* _WORK TASK_
Starting with the first line below, reproduce each line exactly until you have included the one bearing "use crate::quota::QuotaClass;".

= Beginning of Section =

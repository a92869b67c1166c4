use crate::cache;
use crate::constants::{DEFAULT_NEARBY_PLACE_TYPES, MAX_CITY_ID_CHARS, MAX_CITY_NAME_CHARS};
use crate::error::{AppError, Result};
use crate::models::{Coordinates, PointOfInterest};
use crate::quota::QuotaClass;
use crate::routes::{client_identity, consume_quota};
use crate::AppState;
use axum::{extract::State, http::HeaderMap, Json};
use serde::{Deserialize, Serialize};
use std::sync::Arc;

#[derive(Debug, Deserialize)]
pub struct NearbyCenter {
    pub lat: f64,
    #[serde(alias = "lon")]
    pub lng: f64,
}

#[derive(Debug, Deserialize)]
pub struct NearbyRequest {
    #[serde(alias = "cityId")]
    pub city_id: String,
    pub center: NearbyCenter,
    pub types: Option<Vec<String>>,
    /// Spots whose address mentions this name are listed first
    #[serde(alias = "cityName")]
    pub city_name: Option<String>,
}

#[derive(Debug, Clone, Serialize)]
pub struct NearbyResponse {
    pub city_id: String,
    pub results: Vec<PointOfInterest>,
}

/// Validated form of a [`NearbyRequest`].
#[derive(Debug, Clone, PartialEq)]
pub struct NearbyQuery {
    pub city_id: String,
    pub center: Coordinates,
    pub types: Vec<String>,
    pub city_name: Option<String>,
}

fn is_place_type(candidate: &str) -> bool {
    !candidate.is_empty() && candidate.bytes().all(|b| b.is_ascii_lowercase() || b == b'_')
}

impl NearbyRequest {
    pub fn validate(self) -> Result<NearbyQuery> {
        let city_id: String = self.city_id.trim().chars().take(MAX_CITY_ID_CHARS).collect();
        if city_id.is_empty() {
            return Err(AppError::InvalidRequest("city_id is required".to_string()));
        }

        let center =
            Coordinates::new(self.center.lat, self.center.lng).map_err(AppError::InvalidRequest)?;

        let types: Vec<String> = match self.types {
            Some(types) => types.into_iter().filter(|t| is_place_type(t)).collect(),
            None => DEFAULT_NEARBY_PLACE_TYPES
                .iter()
                .map(|t| t.to_string())
                .collect(),
        };
        if types.is_empty() {
            return Err(AppError::InvalidRequest(
                "types must contain at least one place type ([a-z_]+)".to_string(),
            ));
        }

        let city_name = self
            .city_name
            .map(|name| name.trim().chars().take(MAX_CITY_NAME_CHARS).collect::<String>())
            .filter(|name| !name.is_empty());

        Ok(NearbyQuery {
            city_id,
            center,
            types,
            city_name,
        })
    }
}

/// POST /nearby
/// Attractions around one city, optionally preferring ones inside it
pub async fn nearby_spots(
    State(state): State<Arc<AppState>>,
    headers: HeaderMap,
    Json(request): Json<NearbyRequest>,
) -> Result<Json<NearbyResponse>> {
    let query = request.validate()?;

    tracing::info!(
        city_id = %query.city_id,
        types = query.types.len(),
        "Nearby request for {} at ({:.4}, {:.4})",
        query.city_id,
        query.center.lat,
        query.center.lng
    );

    let cache_key = cache::nearby_cache_key(
        &query.city_id,
        &query.center,
        &query.types,
        query.city_name.as_deref(),
    );
    if let Some(cached) = state.nearby_cache.get(&cache_key).await {
        tracing::info!("Cache hit for nearby {}", cache_key);
        return Ok(Json(cached));
    }

    consume_quota(&state, QuotaClass::Places, &client_identity(&headers))?;

    let results = state
        .discovery
        .nearby_spots(query.center, &query.types, query.city_name.as_deref())
        .await?;

    let response = NearbyResponse {
        city_id: query.city_id,
        results,
    };
    state
        .nearby_cache
        .set(cache_key, response.clone(), None)
        .await;

    Ok(Json(response))
}
use std::sync::Arc;

use chrono::Utc;
use fx_access_policy::{AccessGrants, normalize_resource};
use jsonwebtoken::{
    Algorithm, DecodingKey, Header, Validation, decode, decode_header, errors::ErrorKind,
};
use serde::Deserialize;
use serde_json::Value;

use crate::accounts::{AccountDataError, AccountDirectory, Agent, Identity, Issuer};
use crate::audit::{AuditEntry, AuditSink};
use crate::jwks::JwksCache;

pub const ROOT_AGENT_ID: &str = "root-user";
pub const ROOT_ISSUER_ID: &str = "root";
pub const ROOT_SUBJECT: &str = "root";

const ALLOWED_ALGORITHMS: [Algorithm; 8] = [
    Algorithm::RS256,
    Algorithm::RS384,
    Algorithm::RS512,
    Algorithm::PS256,
    Algorithm::PS384,
    Algorithm::PS512,
    Algorithm::ES256,
    Algorithm::ES384,
];

#[derive(Debug, thiserror::Error, Clone, PartialEq, Eq)]
pub enum PermissionError {
    #[error("missing bearer credential")]
    MissingCredential,
    #[error("invalid credential: {0}")]
    InvalidCredential(String),
    #[error("no public key available for issuer {issuer_id}")]
    UnknownIssuer { issuer_id: String },
    #[error("credential signature is invalid")]
    SignatureInvalid,
    #[error("agent {issuer_id}/{subject} is not known to this account")]
    UnresolvedAgent { issuer_id: String, subject: String },
    #[error("agent {agent_id} is not authorized to {action} on {resource}")]
    Unauthorized {
        agent_id: String,
        action: String,
        resource: String,
    },
    #[error("signing key unavailable: {0}")]
    KeyUnavailable(String),
    #[error("account data unavailable: {0}")]
    AccountData(String),
}

impl PermissionError {
    #[must_use]
    pub fn code(&self) -> &'static str {
        match self {
            Self::MissingCredential => "missing_credential",
            Self::InvalidCredential(_) => "invalid_credential",
            Self::UnknownIssuer { .. } => "unknown_issuer",
            Self::SignatureInvalid => "signature_invalid",
            Self::UnresolvedAgent { .. } => "unresolved_agent",
            Self::Unauthorized { .. } => "unauthorized",
            Self::KeyUnavailable(_) => "key_unavailable",
            Self::AccountData(_) => "account_data_unavailable",
        }
    }

    #[must_use]
    pub fn is_unauthenticated(&self) -> bool {
        matches!(
            self,
            Self::MissingCredential
                | Self::InvalidCredential(_)
                | Self::UnknownIssuer { .. }
                | Self::SignatureInvalid
        )
    }
}

impl From<AccountDataError> for PermissionError {
    fn from(error: AccountDataError) -> Self {
        Self::AccountData(error.to_string())
    }
}

#[derive(Debug, Clone, Deserialize)]
struct CredentialClaims {
    #[serde(default)]
    iss: Option<String>,
    #[serde(default)]
    sub: Option<String>,
    #[serde(default)]
    permissions: Option<Value>,
}

/// The well-known bootstrap agent: `*` on `/`, never backed by a credential.
#[must_use]
pub fn root_agent() -> Agent {
    Agent {
        id: ROOT_AGENT_ID.to_string(),
        identities: vec![Identity {
            issuer_id: ROOT_ISSUER_ID.to_string(),
            subject: ROOT_SUBJECT.to_string(),
        }],
        access: AccessGrants::new(vec![fx_access_policy::AccessEntry::new("*", "/")]),
    }
}

/// An agent bound to the account and identity it was resolved for.
#[derive(Clone)]
pub struct ResolvedAgent {
    account_id: String,
    agent: Agent,
    identity: Identity,
    audit: Arc<dyn AuditSink>,
}

impl std::fmt::Debug for ResolvedAgent {
    fn fmt(&self, f: &mut std::fmt::Formatter<'_>) -> std::fmt::Result {
        f.debug_struct("ResolvedAgent")
            .field("account_id", &self.account_id)
            .field("agent", &self.agent)
            .field("identity", &self.identity)
            .finish_non_exhaustive()
    }
}

impl ResolvedAgent {
    #[must_use]
    pub fn id(&self) -> &str {
        &self.agent.id
    }

    #[must_use]
    pub fn account_id(&self) -> &str {
        &self.account_id
    }

    #[must_use]
    pub fn identity(&self) -> &Identity {
        &self.identity
    }

    #[must_use]
    pub fn access(&self) -> &AccessGrants {
        &self.agent.access
    }

    #[must_use]
    pub fn is_root(&self) -> bool {
        self.agent.id == ROOT_AGENT_ID && self.identity.issuer_id == ROOT_ISSUER_ID
    }

    #[must_use]
    pub fn is_authorized(&self, action: &str, resource: &str) -> bool {
        self.agent
            .access
            .is_authorized(action, &normalize_resource(resource))
    }

    /// Records the decision before reporting it, so denials are as visible as grants.
    pub async fn ensure_authorized(
        &self,
        action: &str,
        resource: &str,
    ) -> Result<(), PermissionError> {
        let resource = normalize_resource(resource);
        let authorized = self.is_authorized(action, &resource);
        self.audit
            .record(AuditEntry {
                account_id: self.account_id.clone(),
                issuer_id: self.identity.issuer_id.clone(),
                subject: self.identity.subject.clone(),
                action: action.to_string(),
                resource: resource.clone(),
                authorized,
                timestamp: Utc::now(),
            })
            .await;
        if authorized {
            return Ok(());
        }
        tracing::warn!(
            reason_code = "unauthorized",
            account_id = %self.account_id,
            agent_id = %self.agent.id,
            action,
            resource = %resource,
            "authorization denied"
        );
        Err(PermissionError::Unauthorized {
            agent_id: self.agent.id.clone(),
            action: action.to_string(),
            resource,
        })
    }
}

pub struct PermissionResolver {
    accounts: Arc<dyn AccountDirectory>,
    audit: Arc<dyn AuditSink>,
    jwks: Arc<JwksCache>,
    audience: String,
}

impl PermissionResolver {
    #[must_use]
    pub fn new(
        accounts: Arc<dyn AccountDirectory>,
        audit: Arc<dyn AuditSink>,
        jwks: Arc<JwksCache>,
        audience: impl Into<String>,
    ) -> Self {
        Self {
            accounts,
            audit,
            jwks,
            audience: audience.into(),
        }
    }

    pub fn extract_bearer_token(header_value: Option<&str>) -> Result<&str, PermissionError> {
        let raw = header_value.ok_or(PermissionError::MissingCredential)?;
        let Some(token) = raw.trim().strip_prefix("Bearer ") else {
            return Err(PermissionError::MissingCredential);
        };
        let token = token.trim();
        if token.is_empty() {
            return Err(PermissionError::MissingCredential);
        }
        Ok(token)
    }

    #[must_use]
    pub fn root(&self, account_id: Option<&str>) -> ResolvedAgent {
        let identity = Identity {
            issuer_id: ROOT_ISSUER_ID.to_string(),
            subject: ROOT_SUBJECT.to_string(),
        };
        ResolvedAgent {
            account_id: account_id
                .filter(|value| !value.is_empty())
                .unwrap_or(ROOT_ISSUER_ID)
                .to_string(),
            agent: root_agent(),
            identity,
            audit: self.audit.clone(),
        }
    }

    pub async fn resolve(
        &self,
        account_id: &str,
        credential: &str,
        is_root: bool,
    ) -> Result<ResolvedAgent, PermissionError> {
        if is_root {
            return Ok(self.root(Some(account_id)));
        }

        let (header, claims) = prevalidate(credential)?;
        let inline_permissions = parse_inline_permissions(claims.permissions.as_ref())?;
        let identity = Identity {
            issuer_id: claims.iss.unwrap_or_default(),
            subject: claims.sub.unwrap_or_default(),
        };

        let (agent, ()) = tokio::try_join!(
            self.lookup_agent(account_id, &identity),
            self.verify(account_id, &identity, &header, credential),
        )?;

        let mut resolved = ResolvedAgent {
            account_id: account_id.to_string(),
            agent,
            identity,
            audit: self.audit.clone(),
        };

        if let Some(narrowed) = inline_permissions {
            for entry in &narrowed.allow {
                resolved
                    .ensure_authorized(&entry.action, &entry.resource)
                    .await?;
            }
            resolved.agent.access = narrowed;
        }
        Ok(resolved)
    }

    async fn lookup_agent(
        &self,
        account_id: &str,
        identity: &Identity,
    ) -> Result<Agent, PermissionError> {
        self.accounts
            .get_agent(account_id, identity)
            .await?
            .ok_or_else(|| unresolved(identity))
    }

    async fn verify(
        &self,
        account_id: &str,
        identity: &Identity,
        header: &Header,
        credential: &str,
    ) -> Result<(), PermissionError> {
        let issuer = self
            .accounts
            .get_issuer(account_id, &identity.issuer_id)
            .await?
            .ok_or_else(|| unresolved(identity))?;
        if !ALLOWED_ALGORITHMS.contains(&header.alg) {
            return Err(PermissionError::SignatureInvalid);
        }
        let key = self
            .decoding_key(&issuer, header)
            .await?
            .ok_or_else(|| PermissionError::UnknownIssuer {
                issuer_id: issuer.id.clone(),
            })?;

        let mut validation = Validation::new(header.alg);
        validation.set_audience(&[self.audience.as_str()]);
        validation.set_issuer(&[issuer.id.as_str()]);
        validation.set_required_spec_claims(&["iss", "sub", "aud"]);
        decode::<Value>(credential, &key, &validation)
            .map(|_| ())
            .map_err(map_verify_error)
    }

    async fn decoding_key(
        &self,
        issuer: &Issuer,
        header: &Header,
    ) -> Result<Option<DecodingKey>, PermissionError> {
        if let Some(url) = issuer
            .json_keys_url
            .as_deref()
            .filter(|url| !url.trim().is_empty())
        {
            return self
                .jwks
                .decoding_key(url, header.kid.as_deref())
                .await
                .map_err(|error| PermissionError::KeyUnavailable(error.to_string()));
        }
        let Some(inline) = issuer.inline_key(header.kid.as_deref()) else {
            return Ok(None);
        };
        let pem = inline.public_key.as_bytes();
        let key = match header.alg {
            Algorithm::ES256 | Algorithm::ES384 => DecodingKey::from_ec_pem(pem),
            _ => DecodingKey::from_rsa_pem(pem),
        };
        key.map(Some)
            .map_err(|error| PermissionError::KeyUnavailable(error.to_string()))
    }
}

fn unresolved(identity: &Identity) -> PermissionError {
    PermissionError::UnresolvedAgent {
        issuer_id: identity.issuer_id.clone(),
        subject: identity.subject.clone(),
    }
}

/// Decodes without verifying so the issuer can be located; requires `iss` and `sub`.
fn prevalidate(credential: &str) -> Result<(Header, CredentialClaims), PermissionError> {
    let header = decode_header(credential)
        .map_err(|_| PermissionError::InvalidCredential("unable to decode credential".into()))?;
    let mut validation = Validation::new(header.alg);
    validation.insecure_disable_signature_validation();
    validation.validate_exp = false;
    validation.validate_aud = false;
    validation.required_spec_claims.clear();
    let claims = decode::<CredentialClaims>(credential, &DecodingKey::from_secret(&[]), &validation)
        .map_err(|_| PermissionError::InvalidCredential("unable to decode credential".into()))?
        .claims;
    if claims.iss.as_deref().is_none_or(str::is_empty) {
        return Err(PermissionError::InvalidCredential(
            "credential does not have an 'iss' claim".into(),
        ));
    }
    if claims.sub.as_deref().is_none_or(str::is_empty) {
        return Err(PermissionError::InvalidCredential(
            "credential does not have a 'sub' claim".into(),
        ));
    }
    Ok((header, claims))
}

fn parse_inline_permissions(claim: Option<&Value>) -> Result<Option<AccessGrants>, PermissionError> {
    let Some(claim) = claim.filter(|value| !value.is_null()) else {
        return Ok(None);
    };
    let malformed = || PermissionError::InvalidCredential("malformed inline permission".into());
    let grants: AccessGrants = serde_json::from_value(claim.clone()).map_err(|_| malformed())?;
    for entry in &grants.allow {
        entry.validate().map_err(|_| malformed())?;
    }
    Ok(Some(grants))
}

fn map_verify_error(error: jsonwebtoken::errors::Error) -> PermissionError {
    match error.kind() {
        ErrorKind::InvalidSignature | ErrorKind::InvalidAlgorithm => {
            PermissionError::SignatureInvalid
        }
        ErrorKind::ExpiredSignature => PermissionError::InvalidCredential("credential expired".into()),
        ErrorKind::ImmatureSignature => {
            PermissionError::InvalidCredential("credential is not valid yet".into())
        }
        ErrorKind::InvalidAudience => {
            PermissionError::InvalidCredential("credential audience mismatch".into())
        }
        ErrorKind::InvalidIssuer => {
            PermissionError::InvalidCredential("credential issuer mismatch".into())
        }
        _ => PermissionError::InvalidCredential(error.to_string()),
    }
}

= End of Section =

* _ANSWER TO THIS PROBLEM_
repository a92869b67c1166c4
use crate::cache;
use crate::constants::{DEFAULT_NEARBY_PLACE_TYPES, MAX_CITY_ID_CHARS, MAX_CITY_NAME_CHARS};
use crate::error::{AppError, Result};
use crate::models::{Coordinates, PointOfInterest};
use crate::quota::QuotaClass;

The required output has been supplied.